── RECORDS FOR THE EXERCISE
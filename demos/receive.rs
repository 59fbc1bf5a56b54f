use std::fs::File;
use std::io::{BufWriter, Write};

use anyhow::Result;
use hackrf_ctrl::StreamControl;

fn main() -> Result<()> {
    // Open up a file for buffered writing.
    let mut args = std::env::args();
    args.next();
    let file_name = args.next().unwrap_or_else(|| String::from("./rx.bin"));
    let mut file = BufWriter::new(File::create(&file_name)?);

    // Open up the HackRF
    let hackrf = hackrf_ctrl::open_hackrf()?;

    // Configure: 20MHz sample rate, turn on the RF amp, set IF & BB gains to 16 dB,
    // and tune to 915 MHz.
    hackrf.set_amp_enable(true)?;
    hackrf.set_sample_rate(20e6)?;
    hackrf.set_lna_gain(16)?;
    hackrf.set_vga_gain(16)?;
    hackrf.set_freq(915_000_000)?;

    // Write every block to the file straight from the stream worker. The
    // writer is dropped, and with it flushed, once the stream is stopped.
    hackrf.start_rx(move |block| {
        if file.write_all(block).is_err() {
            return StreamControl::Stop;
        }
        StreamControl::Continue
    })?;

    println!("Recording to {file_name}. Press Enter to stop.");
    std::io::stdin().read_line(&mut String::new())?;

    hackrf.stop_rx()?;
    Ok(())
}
────
__YOUR GOAL__
From the records above, copy out the line with "repository 59fbc1bf5a56b54f", the line with "let file_name = args.next().unwrap_or_else(||", and every line between them, word for word.

__SOLVED PROBLEM__
repository 59fbc1bf5a56b54f
use std::fs::File;
use std::io::{BufWriter, Write};

use anyhow::Result;
use hackrf_ctrl::StreamControl;

fn main() -> Result<()> {
    // Open up a file for buffered writing.
    let mut args = std::env::args();
    args.next();
    let file_name = args.next().unwrap_or_else(|| String::from("./rx.bin"));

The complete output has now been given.